Iran! Right now, oil is sold on two American controlled exchanges. One is in the U.S. One is in Great Britain. Hmm, why did Great Britain have a beef with Saddam? Iran, however, wanted to establish the Iranian Oil Bourse to compete with this exchange and sell oil using euros or yen. So why would the U.S. spend $75 million to harass and bribe Iran into backing away from the exchange?

Foreign Reserves! If the world began selling oil with euros or yen, the U.S. economy would collapse. For years, central banks have been accumulating dollars as a result of oil purchases. About 70% of foreign reserves are held in U.S. dollars. If countries all of a sudden needed euros to buy oil, they would start to sell our dollars in exchange for euros. But where are the dollars actually held?

Treasury Bonds! Central banks don’t just have our dollars sitting there. They have lent them back to us in exchange for Treasury bonds. We pay foreign countries interest each year, they help maintain our currency and fund our negligent spending habits, and everyone’s happy. If these countries needed euros to buy oil, they would potentially sell out of $2 trillion worth of U.S. Treasuries.

The euro would go up. The dollar would go down. We would have to raise interest rates significantly to attract people to buy our bonds. And the $700 billion worth of trade deficit would come crashing down upon us.

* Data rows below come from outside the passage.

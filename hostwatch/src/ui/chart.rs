//! Line chart over a rolling window, x-axis labelled from the shared time labels.

use ratatui::{
    layout::Rect,
    style::Style,
    symbols,
    text::Span,
    widgets::{Axis, Block, Borders, Chart, Dataset, GraphType},
};

use crate::history::RollingWindow;
use crate::ui::theme::AXIS;

pub struct Series<'a> {
    pub name: &'a str,
    pub values: &'a RollingWindow<f64>,
    pub color: ratatui::style::Color,
}

/// First, middle and last label of the window.
pub fn axis_labels(labels: &RollingWindow<String>) -> Vec<String> {
    let n = labels.len();
    if n == 0 {
        return Vec::new();
    }
    [0, n / 2, n - 1]
        .iter()
        .filter_map(|&i| labels.iter().nth(i).cloned())
        .collect()
}

pub fn draw_line_chart(
    f: &mut ratatui::Frame<'_>,
    area: Rect,
    title: String,
    labels: &RollingWindow<String>,
    series: &[Series<'_>],
    y_max: f64,
) {
    let points: Vec<Vec<(f64, f64)>> = series
        .iter()
        .map(|s| {
            s.values
                .iter()
                .enumerate()
                .map(|(i, v)| (i as f64, v.clamp(0.0, y_max)))
                .collect()
        })
        .collect();
    let datasets: Vec<Dataset<'_>> = series
        .iter()
        .zip(points.iter())
        .map(|(s, pts)| {
            Dataset::default()
                .name(s.name)
                .marker(symbols::Marker::Braille)
                .graph_type(GraphType::Line)
                .style(Style::default().fg(s.color))
                .data(pts)
        })
        .collect();

    let x_max = labels.len().saturating_sub(1).max(1) as f64;
    let x_labels: Vec<Span<'_>> = axis_labels(labels).into_iter().map(Span::raw).collect();
    let y_labels = vec![
        Span::raw("0"),
        Span::raw(format!("{:.0}", y_max / 2.0)),
        Span::raw(format!("{y_max:.0}")),
    ];

    let chart = Chart::new(datasets)
        .block(Block::default().borders(Borders::ALL).title(title))
        .x_axis(
            Axis::default()
                .style(Style::default().fg(AXIS))
                .bounds([0.0, x_max])
                .labels(x_labels),
        )
        .y_axis(
            Axis::default()
                .style(Style::default().fg(AXIS))
                .bounds([0.0, y_max])
                .labels(y_labels),
        );
    f.render_widget(chart, area);
}

#[cfg(test)]
mod tests {
    use super::*;

    #[test]
    fn axis_labels_pick_ends_and_middle() {
        let w = RollingWindow::from_fn(60, |i| format!("t{i}"));
        assert_eq!(axis_labels(&w), vec!["t0", "t30", "t59"]);
    }
}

Well, that is unless you give a sweet port deal to UAE Dubai to ensure they continue trading in dollars. And you start a war with Iraq to ensure that Iraqi oil is sold for dollars. And surround Iran with U.S. troops on both sides to ensure that the Iranian Oil Bourse fails. And continue our deficit spending to ensure foreign countries have a will be able to put their dollars into U.S. Treasuries and earn interest.